> [Aim of the exercise]: Where a line below has the string "wise" in it, include it in the count, and give that count alone.

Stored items
//! # Index contraction (`einsum`)
//!
//! Two layers:
//!
//! - [`compiler`]: turns an expression like `"ij,jk->ik"` into a
//!   [`ContractionSpec`], resolving label sizes from the operand shapes.
//! - [`engine`]: executes a `ContractionSpec` over any coefficient model.
//!
//! Matrix products, transposes, traces, diagonals, outer products and sums
//! are all special cases. Programmatic callers can skip the string layer
//! entirely with [`einsum_with_labels`].

pub mod compiler;
pub mod contraction;
pub mod engine;

pub use compiler::compile;
pub use contraction::ContractionSpec;
pub use engine::contract;

use crate::coefficient::Ring;
use crate::error::RingTensorError;
use crate::tensor::Tensor;

/// Evaluates an index-label expression over `tensors`.
///
/// ```
/// use ringtensor_core::coefficient::Integers;
/// use ringtensor_core::{einsum, Tensor};
///
/// let z = Integers::<i64>::new();
/// let m = Tensor::from_vec(vec![1, 2, 3, 4], vec![2, 2], z).unwrap();
/// let trace = einsum("ii", &[&m]).unwrap();
/// assert_eq!(trace.item().unwrap(), 5);
/// ```
pub fn einsum<R: Ring>(expr: &str, tensors: &[&Tensor<R>]) -> Result<Tensor<R>, RingTensorError> {
    let shapes: Vec<Vec<usize>> = tensors.iter().map(|t| t.shape()).collect();
    let shape_refs: Vec<&[usize]> = shapes.iter().map(|s| s.as_slice()).collect();
    let spec = compile(expr, &shape_refs)?;
    contract(tensors, &spec)
}

/// Contraction with integer label ids instead of an expression string; label
/// sizes are read off the tensors.
pub fn einsum_with_labels<R: Ring>(
    tensors: &[&Tensor<R>],
    inputs: &[Vec<usize>],
    output: &[usize],
) -> Result<Tensor<R>, RingTensorError> {
    let spec = ContractionSpec::from_tensors(tensors, inputs, output)?;
    contract(tensors, &spec)
}
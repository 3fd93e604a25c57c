use crate::coefficient::Ring;
use crate::error::RingTensorError;
use crate::ops::reduction::sum::sum_op;
use crate::ops::view::diagonal_op;
use crate::tensor::Tensor;

/// Sum along a diagonal: the diagonal view of `(axis1, axis2, offset)`
/// reduced over its merged (last) axis. The remaining axes are kept in order.
pub fn trace_op<R: Ring>(
    input: &Tensor<R>,
    axis1: usize,
    axis2: usize,
    offset: isize,
) -> Result<Tensor<R>, RingTensorError> {
    let diag = diagonal_op(input, axis1, axis2, offset)?;
    let last = diag.rank() - 1;
    sum_op(&diag, &[last])
}

#[cfg(test)]
#[path = "trace_test.rs"]
mod tests;
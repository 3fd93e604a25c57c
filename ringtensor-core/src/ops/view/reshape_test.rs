use super::*;
use crate::coefficient::Integers;
use crate::ops::view::SliceArg;

fn arange(shape: &[usize]) -> Tensor<Integers<i64>> {
    let numel: usize = shape.iter().product();
    Tensor::from_vec((0..numel as i64).collect(), shape.to_vec(), Integers::new()).unwrap()
}

#[test]
fn test_reshape_contiguous_is_view() {
    let t = arange(&[2, 3]);
    let r = t.reshape(&[3, 2]).unwrap();
    assert_eq!(r.shape(), vec![3, 2]);
    assert!(r.shares_storage_with(&t));
    assert_eq!(r.to_vec().unwrap(), t.to_vec().unwrap());

    r.set(&[2, 1], 50).unwrap();
    assert_eq!(t.get(&[1, 2]).unwrap(), 50);
}

#[test]
fn test_reshape_offset_view() {
    // A contiguous row slice keeps its offset.
    let t = arange(&[3, 4]);
    let row = t.slice(&[SliceArg::Index(2)]).unwrap();
    let r = row.reshape(&[2, 2]).unwrap();
    assert!(r.shares_storage_with(&t));
    assert_eq!(r.to_vec().unwrap(), vec![8, 9, 10, 11]);
}

#[test]
fn test_reshape_non_contiguous_copies() {
    let t = arange(&[2, 3]);
    let tt = t.transpose(0, 1).unwrap();
    let r = tt.reshape(&[6]).unwrap();
    assert_eq!(r.to_vec().unwrap(), vec![0, 3, 1, 4, 2, 5]);
    assert!(!r.shares_storage_with(&t));
    assert!(r.is_contiguous());
}

#[test]
fn test_reshape_to_scalar_and_back() {
    let s = Tensor::scalar(4i64, Integers::new());
    let r = s.reshape(&[1, 1]).unwrap();
    assert_eq!(r.get(&[0, 0]).unwrap(), 4);
    let back = r.reshape(&[]).unwrap();
    assert_eq!(back.rank(), 0);
}

#[test]
fn test_reshape_numel_mismatch() {
    let t = arange(&[2, 3]);
    let err = t.reshape(&[4]).unwrap_err();
    assert_eq!(
        err,
        RingTensorError::ShapeMismatch {
            expected: vec![2, 3],
            actual: vec![4],
            operation: "reshape (numel mismatch)".to_string(),
        }
    );
}

#[test]
fn test_copy_and_contiguous() {
    let t = arange(&[2, 2]);
    let c = t.contiguous().unwrap();
    assert!(c.shares_storage_with(&t));
    let d = t.copy().unwrap();
    assert!(!d.shares_storage_with(&t));
    d.set(&[0, 0], 9).unwrap();
    assert_eq!(t.get(&[0, 0]).unwrap(), 0);
}
use std::fmt::Debug;
use std::marker::PhantomData;

use num_traits::Float;
use rand::Rng;
use rand_distr::{Distribution, StandardNormal};

use super::{Field, Ring, SampleElement};
use crate::error::RingTensorError;

/// Floating-point numbers treated as a field.
///
/// Equality is exact; no tolerance is applied. Rounding makes the ring laws
/// hold only approximately.
#[derive(Debug, Clone, Copy, PartialEq, Eq, Default)]
pub struct Reals<T> {
    _marker: PhantomData<T>,
}

impl<T> Reals<T> {
    pub fn new() -> Self {
        Reals {
            _marker: PhantomData,
        }
    }
}

impl<T> Ring for Reals<T>
where
    T: Float + Debug + Send + Sync + 'static,
{
    type Element = T;

    fn zero(&self) -> T {
        T::zero()
    }

    fn one(&self) -> T {
        T::one()
    }

    fn add(&self, a: &T, b: &T) -> T {
        *a + *b
    }

    fn sub(&self, a: &T, b: &T) -> T {
        *a - *b
    }

    fn neg(&self, a: &T) -> T {
        -*a
    }

    fn mul(&self, a: &T, b: &T) -> T {
        *a * *b
    }

    fn is_equal(&self, a: &T, b: &T) -> bool {
        a == b
    }
}

impl<T> Field for Reals<T>
where
    T: Float + Debug + Send + Sync + 'static,
{
    fn reciprocal(&self, a: &T) -> Result<T, RingTensorError> {
        if a.is_zero() {
            return Err(RingTensorError::NotInvertible(
                "reciprocal of zero".to_string(),
            ));
        }
        Ok(a.recip())
    }
}

impl<T> SampleElement for Reals<T>
where
    T: Float + Debug + Send + Sync + 'static,
    StandardNormal: Distribution<T>,
{
    /// Standard normal samples.
    fn sample<G: Rng + ?Sized>(&self, rng: &mut G) -> T {
        StandardNormal.sample(rng)
    }
}
//! # Tensor Operations Module (`ops`)
//!
//! The computations behind the methods on [`Tensor`](crate::tensor::Tensor),
//! grouped by what they do.
//!
//! ## Structure:
//!
//! - **`_op` Functions:** each operation has a core function (named `xxx_op`)
//!   taking tensors by reference and returning a `Result`. `Tensor` methods
//!   are thin wrappers around them.
//! - **Coefficient arithmetic:** no operation touches element values except
//!   through the tensor's [`Ring`](crate::coefficient::Ring) model.
//!
//! ## Key Submodules:
//!
//! - [`arithmetic`]: element-wise add, sub, neg, mul and scale.
//! - [`comparison`]: whole-tensor equality and zero tests.
//! - [`linalg`]: matmul over `r` axes and outer (wedge) products.
//! - [`reduction`]: sum and trace.
//! - [`view`]: zero-copy views (slice, permute, reshape, diagonal, expand, ...).
//! - [`concat`] and [`stack`]: joining tensors into a new buffer.

pub mod arithmetic;
pub mod comparison;
pub mod concat;
pub mod linalg;
pub mod reduction;
pub mod stack;
pub mod view;
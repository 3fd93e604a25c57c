//! Reductions built on the contraction engine.

pub mod sum;
pub mod trace;
pub(crate) mod utils;

pub use sum::{sum_all_op, sum_op};
pub use trace::trace_op;
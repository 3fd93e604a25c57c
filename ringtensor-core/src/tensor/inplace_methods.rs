use crate::coefficient::Ring;
use crate::error::RingTensorError;
use crate::tensor::inplace_ops::{add, assign, fill};
use crate::tensor::Tensor;

/// In-place operations. They take `&self`: the geometry is immutable and the
/// storage is shared, so mutation goes through the buffer lock.
impl<R: Ring> Tensor<R> {
    /// Sets every element of this view to `value`.
    pub fn fill_(&self, value: R::Element) -> Result<(), RingTensorError> {
        fill::perform_fill_inplace(self, &value)
    }

    /// Copies `src` element-wise into this view. Shapes must match exactly.
    pub fn assign_(&self, src: &Tensor<R>) -> Result<(), RingTensorError> {
        assign::perform_assign_inplace(self, src)
    }

    /// Adds `other` element-wise into this view. Shapes must match exactly.
    pub fn add_(&self, other: &Tensor<R>) -> Result<(), RingTensorError> {
        add::perform_add_inplace(self, other)
    }
}

#[cfg(test)]
#[path = "inplace_methods_test.rs"]
mod tests;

> [Task output]: 3